Search the material for "ServerConfig" and show all lines that contain it.

MATERIAL FOR THE TASK
——————————

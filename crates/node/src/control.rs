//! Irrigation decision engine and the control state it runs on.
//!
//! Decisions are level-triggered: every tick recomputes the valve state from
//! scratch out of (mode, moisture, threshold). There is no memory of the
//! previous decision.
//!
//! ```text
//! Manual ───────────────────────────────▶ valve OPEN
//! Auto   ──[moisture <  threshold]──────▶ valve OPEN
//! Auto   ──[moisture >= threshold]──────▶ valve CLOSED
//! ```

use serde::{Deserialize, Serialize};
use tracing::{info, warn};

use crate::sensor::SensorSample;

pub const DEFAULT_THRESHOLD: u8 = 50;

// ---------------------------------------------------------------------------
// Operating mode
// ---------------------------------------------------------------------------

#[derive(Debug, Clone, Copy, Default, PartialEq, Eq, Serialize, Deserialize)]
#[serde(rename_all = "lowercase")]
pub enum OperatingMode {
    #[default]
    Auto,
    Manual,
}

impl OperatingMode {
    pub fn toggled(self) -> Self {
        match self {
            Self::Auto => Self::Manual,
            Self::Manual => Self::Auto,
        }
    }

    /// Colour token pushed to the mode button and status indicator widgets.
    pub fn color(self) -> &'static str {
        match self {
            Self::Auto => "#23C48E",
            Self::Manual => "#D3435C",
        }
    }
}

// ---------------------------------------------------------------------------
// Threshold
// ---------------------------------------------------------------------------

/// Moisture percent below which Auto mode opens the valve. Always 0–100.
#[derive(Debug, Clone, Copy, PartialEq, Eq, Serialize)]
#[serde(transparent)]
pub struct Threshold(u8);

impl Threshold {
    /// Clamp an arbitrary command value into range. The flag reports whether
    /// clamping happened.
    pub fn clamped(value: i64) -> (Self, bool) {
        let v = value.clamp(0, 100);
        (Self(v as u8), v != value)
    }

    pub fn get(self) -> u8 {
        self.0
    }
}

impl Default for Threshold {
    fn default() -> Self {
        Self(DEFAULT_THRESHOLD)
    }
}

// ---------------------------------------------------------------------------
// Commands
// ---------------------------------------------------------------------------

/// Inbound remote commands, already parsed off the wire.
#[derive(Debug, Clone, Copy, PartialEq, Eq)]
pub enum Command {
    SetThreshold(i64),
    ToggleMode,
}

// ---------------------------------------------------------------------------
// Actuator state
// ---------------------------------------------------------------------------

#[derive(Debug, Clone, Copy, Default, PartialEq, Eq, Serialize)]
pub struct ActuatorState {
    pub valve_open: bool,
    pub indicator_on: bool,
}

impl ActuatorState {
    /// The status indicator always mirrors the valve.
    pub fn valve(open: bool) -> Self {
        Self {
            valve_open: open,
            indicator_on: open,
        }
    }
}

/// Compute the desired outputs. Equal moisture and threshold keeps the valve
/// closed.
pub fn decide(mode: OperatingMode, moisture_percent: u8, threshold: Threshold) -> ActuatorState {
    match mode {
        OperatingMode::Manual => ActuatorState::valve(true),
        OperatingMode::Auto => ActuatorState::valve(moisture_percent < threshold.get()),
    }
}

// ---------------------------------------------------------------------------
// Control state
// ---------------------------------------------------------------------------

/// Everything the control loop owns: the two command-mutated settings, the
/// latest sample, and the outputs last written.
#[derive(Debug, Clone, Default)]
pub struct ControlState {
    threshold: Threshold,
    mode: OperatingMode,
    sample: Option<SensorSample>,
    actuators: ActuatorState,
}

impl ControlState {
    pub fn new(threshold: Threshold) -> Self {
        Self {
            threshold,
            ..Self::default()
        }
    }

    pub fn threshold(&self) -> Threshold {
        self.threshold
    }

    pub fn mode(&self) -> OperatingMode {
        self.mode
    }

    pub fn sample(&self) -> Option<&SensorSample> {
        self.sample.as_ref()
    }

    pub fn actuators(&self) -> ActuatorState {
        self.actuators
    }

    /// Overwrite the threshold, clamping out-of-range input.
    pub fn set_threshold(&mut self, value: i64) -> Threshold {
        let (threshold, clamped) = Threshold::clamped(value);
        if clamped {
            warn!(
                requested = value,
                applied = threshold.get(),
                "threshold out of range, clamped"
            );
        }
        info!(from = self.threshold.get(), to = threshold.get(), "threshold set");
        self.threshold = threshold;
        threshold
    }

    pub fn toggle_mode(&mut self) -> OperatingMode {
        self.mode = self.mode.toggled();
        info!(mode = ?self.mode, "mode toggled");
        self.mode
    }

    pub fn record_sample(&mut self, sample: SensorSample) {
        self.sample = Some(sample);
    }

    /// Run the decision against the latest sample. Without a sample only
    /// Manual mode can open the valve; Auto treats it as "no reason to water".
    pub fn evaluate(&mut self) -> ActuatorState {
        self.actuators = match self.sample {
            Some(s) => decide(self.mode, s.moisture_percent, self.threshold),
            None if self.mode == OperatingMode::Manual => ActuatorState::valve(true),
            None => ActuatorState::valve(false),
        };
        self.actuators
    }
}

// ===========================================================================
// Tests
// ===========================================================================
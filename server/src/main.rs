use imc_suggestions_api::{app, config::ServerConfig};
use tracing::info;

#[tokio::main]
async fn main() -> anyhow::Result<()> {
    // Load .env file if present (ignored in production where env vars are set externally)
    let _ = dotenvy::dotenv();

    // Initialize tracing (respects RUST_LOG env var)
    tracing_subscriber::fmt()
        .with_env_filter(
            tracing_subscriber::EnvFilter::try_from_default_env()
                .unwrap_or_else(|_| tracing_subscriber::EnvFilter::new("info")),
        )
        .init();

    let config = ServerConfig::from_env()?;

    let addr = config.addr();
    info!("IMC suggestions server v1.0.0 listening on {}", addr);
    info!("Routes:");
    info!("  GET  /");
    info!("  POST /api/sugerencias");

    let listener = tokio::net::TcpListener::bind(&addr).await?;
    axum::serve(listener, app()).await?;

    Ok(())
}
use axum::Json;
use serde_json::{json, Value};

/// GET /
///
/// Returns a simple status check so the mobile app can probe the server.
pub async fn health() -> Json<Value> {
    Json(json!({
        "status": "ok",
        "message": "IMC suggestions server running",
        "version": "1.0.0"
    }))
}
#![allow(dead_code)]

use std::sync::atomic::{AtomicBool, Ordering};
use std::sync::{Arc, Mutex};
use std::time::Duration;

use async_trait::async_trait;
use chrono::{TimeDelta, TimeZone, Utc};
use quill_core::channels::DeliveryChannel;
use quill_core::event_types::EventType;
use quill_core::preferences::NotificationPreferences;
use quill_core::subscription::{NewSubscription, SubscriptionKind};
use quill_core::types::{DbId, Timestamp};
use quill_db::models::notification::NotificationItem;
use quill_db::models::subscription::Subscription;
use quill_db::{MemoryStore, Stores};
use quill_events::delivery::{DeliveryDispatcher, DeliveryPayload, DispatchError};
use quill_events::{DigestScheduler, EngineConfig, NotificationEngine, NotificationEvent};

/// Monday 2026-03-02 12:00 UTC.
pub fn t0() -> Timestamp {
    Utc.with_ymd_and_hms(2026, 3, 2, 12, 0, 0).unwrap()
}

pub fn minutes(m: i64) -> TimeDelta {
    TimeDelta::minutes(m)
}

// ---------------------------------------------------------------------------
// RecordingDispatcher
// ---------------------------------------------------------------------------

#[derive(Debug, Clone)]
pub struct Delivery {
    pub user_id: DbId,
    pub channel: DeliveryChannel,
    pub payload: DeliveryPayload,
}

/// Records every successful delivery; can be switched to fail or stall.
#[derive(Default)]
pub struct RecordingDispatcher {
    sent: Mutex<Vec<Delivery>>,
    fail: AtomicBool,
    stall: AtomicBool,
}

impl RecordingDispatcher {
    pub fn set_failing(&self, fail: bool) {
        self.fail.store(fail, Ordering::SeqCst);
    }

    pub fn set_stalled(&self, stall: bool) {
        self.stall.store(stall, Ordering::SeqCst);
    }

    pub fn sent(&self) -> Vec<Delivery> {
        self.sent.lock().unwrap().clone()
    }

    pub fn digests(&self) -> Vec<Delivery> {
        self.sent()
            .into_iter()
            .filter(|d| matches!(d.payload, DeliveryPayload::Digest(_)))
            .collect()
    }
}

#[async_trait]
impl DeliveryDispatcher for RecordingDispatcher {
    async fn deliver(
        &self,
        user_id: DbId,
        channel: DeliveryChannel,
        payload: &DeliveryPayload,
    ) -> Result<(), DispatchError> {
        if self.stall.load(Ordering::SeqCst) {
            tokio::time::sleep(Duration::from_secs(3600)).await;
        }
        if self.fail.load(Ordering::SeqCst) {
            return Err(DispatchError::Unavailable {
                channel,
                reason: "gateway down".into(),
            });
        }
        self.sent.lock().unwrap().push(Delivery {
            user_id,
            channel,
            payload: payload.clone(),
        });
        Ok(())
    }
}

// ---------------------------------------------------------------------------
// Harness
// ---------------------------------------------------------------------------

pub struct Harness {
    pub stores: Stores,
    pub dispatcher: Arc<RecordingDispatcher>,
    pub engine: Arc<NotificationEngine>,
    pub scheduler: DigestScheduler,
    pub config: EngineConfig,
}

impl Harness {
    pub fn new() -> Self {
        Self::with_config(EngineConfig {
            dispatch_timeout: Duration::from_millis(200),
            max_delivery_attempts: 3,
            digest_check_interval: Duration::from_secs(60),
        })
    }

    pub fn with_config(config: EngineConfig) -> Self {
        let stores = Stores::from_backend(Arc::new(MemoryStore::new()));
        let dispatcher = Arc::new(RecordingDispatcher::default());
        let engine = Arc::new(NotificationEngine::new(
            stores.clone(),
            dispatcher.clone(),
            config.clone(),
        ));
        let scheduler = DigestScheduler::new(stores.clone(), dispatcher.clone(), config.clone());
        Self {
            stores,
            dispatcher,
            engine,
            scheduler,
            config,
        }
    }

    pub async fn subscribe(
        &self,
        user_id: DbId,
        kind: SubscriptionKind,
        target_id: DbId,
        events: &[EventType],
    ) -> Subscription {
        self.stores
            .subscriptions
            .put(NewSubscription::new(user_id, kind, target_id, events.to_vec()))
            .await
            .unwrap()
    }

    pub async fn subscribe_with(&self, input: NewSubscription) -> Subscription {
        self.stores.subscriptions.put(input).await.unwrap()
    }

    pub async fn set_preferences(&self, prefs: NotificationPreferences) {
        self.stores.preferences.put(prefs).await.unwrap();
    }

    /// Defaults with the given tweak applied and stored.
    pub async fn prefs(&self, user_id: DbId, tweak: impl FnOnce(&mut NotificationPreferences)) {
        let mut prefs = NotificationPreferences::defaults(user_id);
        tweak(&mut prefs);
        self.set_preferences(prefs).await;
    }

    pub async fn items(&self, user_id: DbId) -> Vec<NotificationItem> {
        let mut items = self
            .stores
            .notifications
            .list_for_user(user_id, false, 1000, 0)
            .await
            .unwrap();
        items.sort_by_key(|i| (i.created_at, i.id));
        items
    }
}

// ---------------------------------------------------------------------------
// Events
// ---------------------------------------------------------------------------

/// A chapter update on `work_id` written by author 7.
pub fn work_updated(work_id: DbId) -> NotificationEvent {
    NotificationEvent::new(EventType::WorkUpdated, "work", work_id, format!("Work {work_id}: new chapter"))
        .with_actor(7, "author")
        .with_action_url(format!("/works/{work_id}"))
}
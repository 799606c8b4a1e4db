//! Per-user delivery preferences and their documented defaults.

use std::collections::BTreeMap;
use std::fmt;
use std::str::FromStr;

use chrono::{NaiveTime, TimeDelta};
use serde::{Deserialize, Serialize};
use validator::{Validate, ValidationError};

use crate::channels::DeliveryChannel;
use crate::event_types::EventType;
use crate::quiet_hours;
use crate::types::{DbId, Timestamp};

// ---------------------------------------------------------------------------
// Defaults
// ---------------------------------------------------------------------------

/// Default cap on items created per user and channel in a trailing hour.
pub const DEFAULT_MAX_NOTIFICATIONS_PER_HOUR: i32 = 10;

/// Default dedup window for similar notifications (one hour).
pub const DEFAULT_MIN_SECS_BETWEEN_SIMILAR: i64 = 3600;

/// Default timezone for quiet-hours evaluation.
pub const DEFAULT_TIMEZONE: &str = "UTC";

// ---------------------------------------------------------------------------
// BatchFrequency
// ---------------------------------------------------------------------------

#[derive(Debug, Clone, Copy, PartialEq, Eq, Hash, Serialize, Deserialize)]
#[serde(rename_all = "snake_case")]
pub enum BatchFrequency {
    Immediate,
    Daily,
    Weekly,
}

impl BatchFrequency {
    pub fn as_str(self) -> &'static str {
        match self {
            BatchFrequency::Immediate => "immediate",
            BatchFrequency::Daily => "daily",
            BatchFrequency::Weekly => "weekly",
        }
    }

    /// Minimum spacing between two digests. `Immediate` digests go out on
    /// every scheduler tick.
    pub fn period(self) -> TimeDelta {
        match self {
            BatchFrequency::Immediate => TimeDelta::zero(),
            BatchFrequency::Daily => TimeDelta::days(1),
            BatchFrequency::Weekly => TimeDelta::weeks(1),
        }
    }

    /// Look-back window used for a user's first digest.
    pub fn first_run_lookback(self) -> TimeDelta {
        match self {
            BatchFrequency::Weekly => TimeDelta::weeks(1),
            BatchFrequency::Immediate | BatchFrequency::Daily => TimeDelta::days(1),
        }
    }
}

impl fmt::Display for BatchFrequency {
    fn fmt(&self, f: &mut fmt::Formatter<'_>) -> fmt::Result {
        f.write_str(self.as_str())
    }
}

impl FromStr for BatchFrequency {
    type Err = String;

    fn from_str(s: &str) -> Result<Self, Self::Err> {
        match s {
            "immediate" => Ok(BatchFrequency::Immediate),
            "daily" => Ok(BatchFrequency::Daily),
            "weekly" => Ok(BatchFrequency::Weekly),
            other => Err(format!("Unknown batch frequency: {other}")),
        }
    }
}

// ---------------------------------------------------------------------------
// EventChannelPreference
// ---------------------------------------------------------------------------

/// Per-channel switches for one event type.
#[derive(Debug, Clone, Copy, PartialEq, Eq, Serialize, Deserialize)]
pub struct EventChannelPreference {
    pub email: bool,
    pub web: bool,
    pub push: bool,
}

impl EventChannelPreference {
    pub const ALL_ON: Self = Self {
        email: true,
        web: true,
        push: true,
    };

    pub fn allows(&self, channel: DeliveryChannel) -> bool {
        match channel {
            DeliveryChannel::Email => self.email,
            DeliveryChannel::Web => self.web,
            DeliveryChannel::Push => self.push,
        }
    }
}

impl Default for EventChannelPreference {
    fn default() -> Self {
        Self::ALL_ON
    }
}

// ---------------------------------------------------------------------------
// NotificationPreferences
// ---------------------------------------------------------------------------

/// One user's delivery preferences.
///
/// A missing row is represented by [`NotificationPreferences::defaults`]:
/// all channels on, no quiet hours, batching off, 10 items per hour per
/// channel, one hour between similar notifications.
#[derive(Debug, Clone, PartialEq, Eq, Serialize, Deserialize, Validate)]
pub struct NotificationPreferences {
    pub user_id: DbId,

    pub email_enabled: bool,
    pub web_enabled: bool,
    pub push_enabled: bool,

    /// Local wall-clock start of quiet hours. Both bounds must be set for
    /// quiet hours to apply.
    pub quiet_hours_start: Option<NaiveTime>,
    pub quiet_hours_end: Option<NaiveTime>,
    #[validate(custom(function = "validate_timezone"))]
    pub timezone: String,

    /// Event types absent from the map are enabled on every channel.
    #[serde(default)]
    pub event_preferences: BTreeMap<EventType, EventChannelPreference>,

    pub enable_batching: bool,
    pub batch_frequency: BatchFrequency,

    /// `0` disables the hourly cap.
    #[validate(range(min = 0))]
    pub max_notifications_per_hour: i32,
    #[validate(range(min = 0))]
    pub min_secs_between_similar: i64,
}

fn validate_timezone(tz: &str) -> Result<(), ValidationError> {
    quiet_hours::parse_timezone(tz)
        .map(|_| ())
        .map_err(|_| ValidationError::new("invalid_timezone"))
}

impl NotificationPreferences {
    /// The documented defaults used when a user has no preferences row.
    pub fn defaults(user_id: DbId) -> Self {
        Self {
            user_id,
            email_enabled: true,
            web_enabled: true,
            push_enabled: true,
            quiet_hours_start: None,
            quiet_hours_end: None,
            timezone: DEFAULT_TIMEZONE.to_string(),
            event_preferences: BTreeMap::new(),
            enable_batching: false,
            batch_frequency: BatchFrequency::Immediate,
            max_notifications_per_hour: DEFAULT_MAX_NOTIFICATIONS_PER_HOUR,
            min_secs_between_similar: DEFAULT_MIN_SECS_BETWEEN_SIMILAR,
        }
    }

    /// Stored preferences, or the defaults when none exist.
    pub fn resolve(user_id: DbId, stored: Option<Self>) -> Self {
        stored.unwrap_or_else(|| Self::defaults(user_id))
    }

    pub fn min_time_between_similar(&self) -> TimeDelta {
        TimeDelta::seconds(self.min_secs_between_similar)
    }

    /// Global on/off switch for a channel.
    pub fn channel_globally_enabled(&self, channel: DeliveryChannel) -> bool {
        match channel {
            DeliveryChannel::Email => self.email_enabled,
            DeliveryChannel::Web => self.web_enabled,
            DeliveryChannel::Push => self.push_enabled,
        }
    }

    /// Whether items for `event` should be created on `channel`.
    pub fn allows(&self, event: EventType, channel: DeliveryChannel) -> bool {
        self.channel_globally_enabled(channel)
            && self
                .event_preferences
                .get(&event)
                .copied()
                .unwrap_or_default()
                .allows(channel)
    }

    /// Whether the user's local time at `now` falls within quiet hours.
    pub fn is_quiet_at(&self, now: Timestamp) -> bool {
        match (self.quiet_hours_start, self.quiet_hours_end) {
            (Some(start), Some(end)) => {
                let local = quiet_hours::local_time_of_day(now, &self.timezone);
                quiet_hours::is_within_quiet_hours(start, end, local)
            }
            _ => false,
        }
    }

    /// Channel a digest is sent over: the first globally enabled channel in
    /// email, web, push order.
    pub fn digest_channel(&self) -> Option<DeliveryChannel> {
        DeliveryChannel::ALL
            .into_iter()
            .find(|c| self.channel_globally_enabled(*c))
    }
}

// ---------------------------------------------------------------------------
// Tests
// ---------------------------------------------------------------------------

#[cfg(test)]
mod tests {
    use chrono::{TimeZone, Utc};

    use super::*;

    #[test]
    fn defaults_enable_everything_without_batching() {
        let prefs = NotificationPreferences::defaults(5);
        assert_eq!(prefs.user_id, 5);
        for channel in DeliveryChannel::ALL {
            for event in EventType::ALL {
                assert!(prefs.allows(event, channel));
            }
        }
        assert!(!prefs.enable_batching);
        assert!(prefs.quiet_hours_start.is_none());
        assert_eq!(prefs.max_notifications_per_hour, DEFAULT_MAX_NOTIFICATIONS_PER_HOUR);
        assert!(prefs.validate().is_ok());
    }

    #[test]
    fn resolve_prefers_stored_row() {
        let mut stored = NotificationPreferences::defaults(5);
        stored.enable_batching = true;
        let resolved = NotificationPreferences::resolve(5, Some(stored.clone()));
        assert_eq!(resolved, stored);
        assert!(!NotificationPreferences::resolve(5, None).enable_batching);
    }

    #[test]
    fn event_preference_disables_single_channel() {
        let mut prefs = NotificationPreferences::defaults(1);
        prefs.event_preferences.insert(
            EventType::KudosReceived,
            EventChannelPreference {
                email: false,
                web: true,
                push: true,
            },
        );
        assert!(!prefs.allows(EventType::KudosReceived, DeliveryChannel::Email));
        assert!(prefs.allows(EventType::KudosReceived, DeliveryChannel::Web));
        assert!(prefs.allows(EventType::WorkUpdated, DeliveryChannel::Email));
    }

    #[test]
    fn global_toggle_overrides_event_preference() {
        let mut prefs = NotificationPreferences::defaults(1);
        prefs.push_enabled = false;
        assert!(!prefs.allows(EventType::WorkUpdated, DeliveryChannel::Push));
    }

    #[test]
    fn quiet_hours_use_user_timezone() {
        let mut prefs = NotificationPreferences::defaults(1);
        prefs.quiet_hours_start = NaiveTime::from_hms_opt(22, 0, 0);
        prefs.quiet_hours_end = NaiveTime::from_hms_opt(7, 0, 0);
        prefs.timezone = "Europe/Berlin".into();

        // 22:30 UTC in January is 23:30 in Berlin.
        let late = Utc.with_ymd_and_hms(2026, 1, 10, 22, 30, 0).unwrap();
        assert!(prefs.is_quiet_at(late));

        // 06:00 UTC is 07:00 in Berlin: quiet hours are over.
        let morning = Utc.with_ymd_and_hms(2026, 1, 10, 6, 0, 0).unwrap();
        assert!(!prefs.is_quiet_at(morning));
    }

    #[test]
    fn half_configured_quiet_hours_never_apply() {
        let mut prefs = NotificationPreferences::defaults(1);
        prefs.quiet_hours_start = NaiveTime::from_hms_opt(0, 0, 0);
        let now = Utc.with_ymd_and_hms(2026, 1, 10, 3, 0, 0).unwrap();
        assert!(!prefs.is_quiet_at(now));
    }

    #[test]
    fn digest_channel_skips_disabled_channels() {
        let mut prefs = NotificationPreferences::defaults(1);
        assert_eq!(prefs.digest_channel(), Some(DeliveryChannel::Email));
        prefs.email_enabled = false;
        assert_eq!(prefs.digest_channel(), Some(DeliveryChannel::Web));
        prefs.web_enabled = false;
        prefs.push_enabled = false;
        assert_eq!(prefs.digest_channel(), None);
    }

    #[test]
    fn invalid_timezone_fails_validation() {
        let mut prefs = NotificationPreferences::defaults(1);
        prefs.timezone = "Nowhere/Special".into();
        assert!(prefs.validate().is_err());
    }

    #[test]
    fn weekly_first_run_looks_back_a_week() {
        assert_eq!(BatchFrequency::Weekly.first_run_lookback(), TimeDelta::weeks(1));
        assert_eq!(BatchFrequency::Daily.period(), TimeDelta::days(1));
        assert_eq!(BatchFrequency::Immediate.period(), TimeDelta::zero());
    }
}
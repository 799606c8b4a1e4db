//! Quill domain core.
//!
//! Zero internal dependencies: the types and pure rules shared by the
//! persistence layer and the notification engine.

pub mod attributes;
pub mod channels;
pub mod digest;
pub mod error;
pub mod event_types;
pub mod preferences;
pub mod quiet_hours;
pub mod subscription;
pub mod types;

——————————

OUTPUT OF THE TASK
use imc_suggestions_api::{app, config::ServerConfig};
    let config = ServerConfig::from_env()?;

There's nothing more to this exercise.